__EXTRACTED DATA__

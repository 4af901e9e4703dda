//! Random sources matching the game's Java implementations, so that seeded
//! behaviour lines up with vanilla.

mod legacy_random;

pub use legacy_random::LegacyRandom;

/// Number of game ticks in one second.
pub const TICKS_PER_SECOND: i32 = 20;

/// Common interface of the game's random sources.
pub trait Random {
    /// Next uniformly distributed `i32`.
    fn next_i32(&mut self) -> i32;

    /// Next `i32` in `[0, bound)`. `bound` must be positive.
    fn next_i32_bounded(&mut self, bound: i32) -> i32;

    /// Next `f32` in `[0, 1)`.
    fn next_f32(&mut self) -> f32;

    /// Next `i32` in `[min, max]`.
    fn next_i32_between(&mut self, min: i32, max: i32) -> i32 {
        self.next_i32_bounded(max - min + 1) + min
    }
}

/// An inclusive integer range sampled uniformly.
#[derive(Debug, Clone, Copy, PartialEq, Eq)]
pub struct UniformInt {
    min: i32,
    max: i32,
}

impl UniformInt {
    /// Creates a range covering `[min, max]`.
    ///
    /// # Panics
    /// Panics if `max < min`.
    #[must_use]
    pub const fn of(min: i32, max: i32) -> Self {
        assert!(max >= min, "UniformInt max must not be below min");
        Self { min, max }
    }

    /// Smallest value the range can produce.
    #[must_use]
    pub const fn min_inclusive(&self) -> i32 {
        self.min
    }

    /// Largest value the range can produce.
    #[must_use]
    pub const fn max_inclusive(&self) -> i32 {
        self.max
    }

    /// Draws a value from the range.
    pub fn sample<R: Random + ?Sized>(&self, random: &mut R) -> i32 {
        random.next_i32_between(self.min, self.max)
    }
}

/// Helpers for expressing durations in ticks.
pub struct TimeUtil;

impl TimeUtil {
    /// Largest second count whose tick value fits in an `i32`.
    pub const MAX_SECONDS: i32 = i32::MAX / TICKS_PER_SECOND;

    /// A tick range spanning `[min_seconds, max_seconds]` seconds.
    ///
    /// Tick values saturate at the `i32` bounds.
    #[must_use]
    pub const fn range_of_seconds(min_seconds: i32, max_seconds: i32) -> UniformInt {
        UniformInt::of(
            min_seconds.saturating_mul(TICKS_PER_SECOND),
            max_seconds.saturating_mul(TICKS_PER_SECOND),
        )
    }
}
//! Replication of golem state to observers.
//!
//! Domain state lives in plain fields on the golem. This module is the only
//! place that knows how it maps onto synced entity data slots.

use bitflags::bitflags;

use super::EnderiteGolem;
use crate::entity::{EntityData, EntityDataAccessor, EntityDataValue, LivingEntity};

bitflags! {
    /// Bits of the golem flags byte.
    #[derive(Debug, Clone, Copy, PartialEq, Eq, Default)]
    pub struct GolemFlags: u8 {
        /// Built by a player rather than spawned naturally.
        const PLAYER_CREATED = 0x01;
    }
}

/// Defines the golem's synced slots on a fresh entity.
pub(super) fn define_synced_data(data: &mut EntityData, health: f32) {
    data.define(EntityDataAccessor::MOB_FLAGS, 0u8);
    data.define(EntityDataAccessor::HEALTH, health);
    data.define(EntityDataAccessor::GOLEM_FLAGS, GolemFlags::empty().bits());
}

/// Moves state between an entity and its synced data.
pub trait SyncedDataAdapter {
    /// Writes the current state into `data`. Unchanged values stay clean.
    fn write_synced_data(&self, data: &EntityData);

    /// Applies values received from the authoritative side.
    fn apply_synced_data(&mut self, values: &[(u8, EntityDataValue)]);
}

impl SyncedDataAdapter for EnderiteGolem {
    fn write_synced_data(&self, data: &EntityData) {
        // Bits we do not know about are kept as they are.
        let mut flags = GolemFlags::from_bits_retain(
            data.get(EntityDataAccessor::GOLEM_FLAGS).unwrap_or_default(),
        );
        flags.set(GolemFlags::PLAYER_CREATED, self.player_created);

        data.set(EntityDataAccessor::GOLEM_FLAGS, flags.bits());
        data.set(EntityDataAccessor::HEALTH, self.health);
    }

    fn apply_synced_data(&mut self, values: &[(u8, EntityDataValue)]) {
        for (id, value) in values {
            if *id == EntityDataAccessor::GOLEM_FLAGS.id() {
                if let Some(bits) = value.get::<u8>() {
                    self.base.entity_data.set(EntityDataAccessor::GOLEM_FLAGS, bits);
                    self.player_created =
                        GolemFlags::from_bits_retain(bits).contains(GolemFlags::PLAYER_CREATED);
                }
            } else if *id == EntityDataAccessor::HEALTH.id() {
                if let Some(health) = value.get::<f32>()
                    && !health.is_nan()
                {
                    self.health = health.clamp(0.0, self.get_max_health());
                    self.base.entity_data.set(EntityDataAccessor::HEALTH, self.health);
                }
            } else {
                log::trace!("Golem ignoring synced slot {id}");
            }
        }
    }
}
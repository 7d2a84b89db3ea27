//! Scoring a forest against ground-truth labels.

use depthforest_image::DepthImage;
use tracing::{info, instrument};

use crate::confusion::ConfusionMatrix;
use crate::error::RfError;
use crate::forest::RandomForest;

impl RandomForest {
    /// Fraction of the labeled pixels of `image` whose predicted label
    /// matches the ground truth.
    ///
    /// # Errors
    ///
    /// Returns [`RfError::NoLabeledPixels`] when `image` has no labeled pixel.
    #[instrument(skip_all, fields(width = image.width(), height = image.height()))]
    pub fn test_classification(&self, image: &DepthImage) -> Result<f64, RfError> {
        let mut total = 0usize;
        let mut correct = 0usize;
        for (pixel, truth) in image.labeled_pixels() {
            total += 1;
            if self.predict(image, pixel).label == truth {
                correct += 1;
            }
        }
        if total == 0 {
            return Err(RfError::NoLabeledPixels);
        }
        let accuracy = correct as f64 / total as f64;
        info!(n_pixels = total, correct, accuracy, "image classified");
        Ok(accuracy)
    }

    /// Confusion matrix of the labeled pixels of `image`.
    ///
    /// The matrix accuracy equals [`RandomForest::test_classification`].
    ///
    /// # Errors
    ///
    /// | Variant | Condition |
    /// |---|---|
    /// | [`RfError::NoLabeledPixels`] | `image` has no labeled pixel |
    /// | [`RfError::UnknownLabel`] | a ground-truth label is `>= label_num` |
    #[instrument(skip_all, fields(width = image.width(), height = image.height()))]
    pub fn evaluate_image(&self, image: &DepthImage) -> Result<ConfusionMatrix, RfError> {
        let pixels: Vec<_> = image.labeled_pixels().collect();
        let positions: Vec<_> = pixels.iter().map(|&(pixel, _)| pixel).collect();
        let predictions = self.predict_pixels(image, &positions);
        ConfusionMatrix::from_pairs(
            pixels
                .iter()
                .zip(&predictions)
                .map(|(&(_, truth), prediction)| (truth, prediction.label)),
            self.label_num,
        )
    }
}
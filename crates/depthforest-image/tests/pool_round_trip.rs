//! Integration tests: in-memory images -> CSV grids -> image pool.

use std::fs;

use depthforest_image::{DepthImage, ImageError, ImagePool, ImageReader, PixelInfo, write_image};
use tempfile::TempDir;

fn checkerboard(width: usize, height: usize, near: f64) -> DepthImage {
    let mut depth = Vec::with_capacity(width * height);
    let mut labels = Vec::with_capacity(width * height);
    for y in 0..height {
        for x in 0..width {
            let on = (x + y) % 2 == 0;
            depth.push(if on { near } else { near * 3.5 });
            labels.push(if x == 0 { None } else { Some(usize::from(on)) });
        }
    }
    DepthImage::new(width, height, depth, labels).unwrap()
}

#[test]
fn written_images_load_back_identically() {
    let dir = TempDir::new().unwrap();
    let images = vec![checkerboard(5, 4, 0.75), checkerboard(3, 7, 1.1)];
    for (id, img) in images.iter().enumerate() {
        write_image(dir.path(), id, img).unwrap();
    }

    let pool = ImagePool::load(dir.path(), 2).unwrap();
    assert_eq!(pool.len(), 2);
    for (loaded, original) in pool.iter().zip(&images) {
        assert_eq!(loaded, original);
    }
    assert_eq!(pool.get(0).label_at(PixelInfo::new(0, 0)), None);
    assert_eq!(pool.get(0).labeled_count(), 4 * 4);
}

#[test]
fn hand_written_grids_parse() {
    let dir = TempDir::new().unwrap();
    let reader = ImageReader::new(dir.path());
    fs::write(reader.depth_path(0), "1.0, 2.5,3\n4,5,6\n").unwrap();
    fs::write(reader.label_path(0), "0,,-1\n1,2,0\n").unwrap();

    let img = reader.read(0).unwrap();
    assert_eq!((img.width(), img.height()), (3, 2));
    assert_eq!(img.depth_at(PixelInfo::new(1, 0)), Some(2.5));
    assert_eq!(img.label_at(PixelInfo::new(1, 0)), None);
    assert_eq!(img.label_at(PixelInfo::new(2, 0)), None);
    assert_eq!(img.label_at(PixelInfo::new(1, 1)), Some(2));
    assert_eq!(img.max_label(), Some(2));
}

#[test]
fn label_grid_must_match_depth_grid() {
    let dir = TempDir::new().unwrap();
    let reader = ImageReader::new(dir.path());
    fs::write(reader.depth_path(0), "1,2\n3,4\n").unwrap();
    fs::write(reader.label_path(0), "0,1,0\n1,0,1\n").unwrap();
    assert!(matches!(
        reader.read(0),
        Err(ImageError::DimensionMismatch { .. })
    ));
}

#[test]
fn missing_image_stops_pool_load() {
    let dir = TempDir::new().unwrap();
    write_image(dir.path(), 0, &checkerboard(2, 2, 1.0)).unwrap();
    assert!(matches!(
        ImagePool::load(dir.path(), 2),
        Err(ImageError::FileNotFound { .. })
    ));
}
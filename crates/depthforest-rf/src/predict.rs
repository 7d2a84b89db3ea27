//! Pixel prediction for the depth forest.

use depthforest_image::{DepthImage, PixelInfo};
use rayon::prelude::*;

use crate::forest::RandomForest;

/// The most probable label of a pixel and its averaged probability.
#[derive(Debug, Clone, Copy, PartialEq)]
pub struct Prediction {
    /// Predicted label.
    pub label: usize,
    /// Averaged probability of `label` over all trees.
    pub probability: f64,
}

impl Prediction {
    /// First label attaining the maximum of `distribution`.
    pub(crate) fn from_distribution(distribution: &[f64]) -> Self {
        let mut best = Prediction {
            label: 0,
            probability: f64::NEG_INFINITY,
        };
        for (label, &probability) in distribution.iter().enumerate() {
            if probability > best.probability {
                best = Prediction { label, probability };
            }
        }
        best
    }
}

impl RandomForest {
    /// Average the leaf distributions reached by `pixel` in every tree.
    #[must_use]
    pub fn predict_distribution(&self, image: &DepthImage, pixel: PixelInfo) -> Vec<f64> {
        let mut avg = vec![0.0f64; self.label_num];
        for tree in &self.trees {
            let distribution = tree.predict_distribution(image, pixel);
            for (i, p) in distribution.iter().enumerate() {
                avg[i] += p;
            }
        }
        let n = self.trees.len() as f64;
        avg.iter_mut().for_each(|v| *v /= n);
        avg
    }

    /// Predict the label of `pixel`.
    ///
    /// Ties between labels go to the lowest label.
    #[must_use]
    pub fn predict(&self, image: &DepthImage, pixel: PixelInfo) -> Prediction {
        Prediction::from_distribution(&self.predict_distribution(image, pixel))
    }

    /// Predict several pixels of one image in parallel, preserving order.
    #[must_use]
    pub fn predict_pixels(&self, image: &DepthImage, pixels: &[PixelInfo]) -> Vec<Prediction> {
        pixels
            .par_iter()
            .map(|&pixel| self.predict(image, pixel))
            .collect()
    }
}
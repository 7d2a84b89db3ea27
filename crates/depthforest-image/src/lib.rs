//! Depth images, pixel geometry, and the training-sample store for depthforest.

mod error;
mod geometry;
mod image;
mod pool;
mod reader;
mod train_data;

pub use error::ImageError;
pub use geometry::{Offset, PixelInfo};
pub use image::{BACKGROUND_DEPTH, DepthImage};
pub use pool::ImagePool;
pub use reader::{ImageReader, write_image};
pub use train_data::{Sample, TrainData};
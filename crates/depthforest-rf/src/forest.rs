//! Depth forest training with parallel tree construction.

use depthforest_image::{ImagePool, Sample, TrainData};
use rand::seq::index;
use rand::{Rng, SeedableRng};
use rand_chacha::ChaCha8Rng;
use rayon::prelude::*;
use tracing::{debug, info, instrument};

use crate::config::TrainingParams;
use crate::error::RfError;
use crate::node::TreeSummary;
use crate::tree::DecisionTree;

/// A trained depth forest: an ordered list of trees averaged at inference.
#[derive(Debug, Clone, PartialEq)]
pub struct RandomForest {
    pub(crate) trees: Vec<DecisionTree>,
    pub(crate) label_num: usize,
    pub(crate) params: Option<TrainingParams>,
}

impl RandomForest {
    /// Load `img_num` images from `params.img_dir()` and train a forest on them.
    ///
    /// # Errors
    ///
    /// | Variant | Condition |
    /// |---|---|
    /// | any configuration variant | [`TrainingParams::validate`] fails |
    /// | [`RfError::EmptyImageDir`] | `img_dir` is empty |
    /// | [`RfError::Image`] | an image file is missing or malformed |
    /// | data variants | see [`RandomForest::train_with_pool`] |
    #[instrument(skip_all, fields(img_dir = %params.img_dir.display()))]
    pub fn train(params: &TrainingParams) -> Result<Self, RfError> {
        params.validate()?;
        if params.img_dir.as_os_str().is_empty() {
            return Err(RfError::EmptyImageDir);
        }
        let pool = ImagePool::load(&params.img_dir, params.img_num)?;
        Self::train_with_pool(params, &pool)
    }

    /// Train a forest on images already in memory.
    ///
    /// Images `0..img_num` of `pool` are eligible for sampling. Each tree draws
    /// `train_img_num` distinct images and up to `sample_pixel_num` distinct
    /// labeled pixels per image, then grows over its own sample set. Trees are
    /// trained in parallel; the result depends only on `params`.
    ///
    /// # Errors
    ///
    /// | Variant | Condition |
    /// |---|---|
    /// | any configuration variant | [`TrainingParams::validate`] fails |
    /// | [`RfError::PoolTooSmall`] | `pool.len() < img_num` |
    /// | [`RfError::LabelOutOfRange`] | an eligible image has a label `>= label_num` |
    /// | [`RfError::EmptyTrainingSet`] | a tree sampled no labeled pixel |
    #[instrument(skip_all, fields(tree_num = params.tree_num, img_num = params.img_num))]
    pub fn train_with_pool(params: &TrainingParams, pool: &ImagePool) -> Result<Self, RfError> {
        params.validate()?;
        if pool.len() < params.img_num {
            return Err(RfError::PoolTooSmall {
                available: pool.len(),
                img_num: params.img_num,
            });
        }
        for image_id in 0..params.img_num {
            if let Some(label) = pool
                .get(image_id)
                .max_label()
                .filter(|&l| l >= params.label_num)
            {
                return Err(RfError::LabelOutOfRange {
                    image_id,
                    label,
                    label_num: params.label_num,
                });
            }
        }

        info!(
            tree_num = params.tree_num,
            label_num = params.label_num,
            max_depth = params.max_depth,
            candidates_per_node = params.candidates_per_node(),
            "training depth forest"
        );

        // Generate per-tree seeds from master RNG.
        let mut master_rng = ChaCha8Rng::seed_from_u64(params.seed);
        let tree_seeds: Vec<u64> = (0..params.tree_num).map(|_| master_rng.r#gen()).collect();

        let trees: Vec<DecisionTree> = tree_seeds
            .into_par_iter()
            .enumerate()
            .map(|(tree_id, seed)| {
                let mut rng = ChaCha8Rng::seed_from_u64(seed);
                let mut data = sample_tree_data(params, pool, &mut rng);
                if data.is_empty() {
                    return Err(RfError::EmptyTrainingSet { tree_id });
                }
                debug!(tree_id, n_samples = data.len(), "tree samples drawn");
                Ok(DecisionTree::fit(params, &mut data, pool, &mut rng))
            })
            .collect::<Result<_, _>>()?;

        let forest = Self {
            trees,
            label_num: params.label_num,
            params: Some(params.clone()),
        };

        let total_nodes: usize = forest.tree_summaries().iter().map(|s| s.n_nodes).sum();
        info!(n_trees = forest.n_trees(), total_nodes, "depth forest training complete");

        Ok(forest)
    }

    /// Return the trees in training order.
    #[must_use]
    pub fn trees(&self) -> &[DecisionTree] {
        &self.trees
    }

    /// Return the number of trees.
    #[must_use]
    pub fn n_trees(&self) -> usize {
        self.trees.len()
    }

    /// Return the number of labels.
    #[must_use]
    pub fn label_num(&self) -> usize {
        self.label_num
    }

    /// Parameters the forest was trained with, or `None` for a loaded forest.
    #[must_use]
    pub fn params(&self) -> Option<&TrainingParams> {
        self.params.as_ref()
    }

    /// Shape statistics of every tree, in tree order.
    #[must_use]
    pub fn tree_summaries(&self) -> Vec<TreeSummary> {
        self.trees.iter().map(DecisionTree::summary).collect()
    }
}

/// Draw one tree's training samples.
///
/// Image ids are drawn without replacement from `0..img_num`; pixels are drawn
/// without replacement from each image's labeled pixels.
fn sample_tree_data(params: &TrainingParams, pool: &ImagePool, rng: &mut impl Rng) -> TrainData {
    let image_ids = index::sample(rng, params.img_num, params.train_img_num).into_vec();
    let mut data = TrainData::with_capacity(params.train_img_num * params.sample_pixel_num);
    for image_id in image_ids {
        let labeled: Vec<_> = pool.get(image_id).labeled_pixels().collect();
        let amount = params.sample_pixel_num.min(labeled.len());
        for i in index::sample(rng, labeled.len(), amount) {
            let (pixel, label) = labeled[i];
            data.push(Sample::new(image_id, pixel, label));
        }
    }
    data
}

__TASK DIRECTIONS__
Write down exactly the span of lines above from the one containing "entity data slots." to the one containing "data.define(EntityDataAccessor::MOB_FLAGS, 0u8);", both ends included.

__SOLUTION__
//! place that knows how it maps onto synced entity data slots.

use bitflags::bitflags;

use super::EnderiteGolem;
use crate::entity::{EntityData, EntityDataAccessor, EntityDataValue, LivingEntity};

bitflags! {
    /// Bits of the golem flags byte.
    #[derive(Debug, Clone, Copy, PartialEq, Eq, Default)]
    pub struct GolemFlags: u8 {
        /// Built by a player rather than spawned naturally.
        const PLAYER_CREATED = 0x01;
    }
}

/// Defines the golem's synced slots on a fresh entity.
pub(super) fn define_synced_data(data: &mut EntityData, health: f32) {
    data.define(EntityDataAccessor::MOB_FLAGS, 0u8);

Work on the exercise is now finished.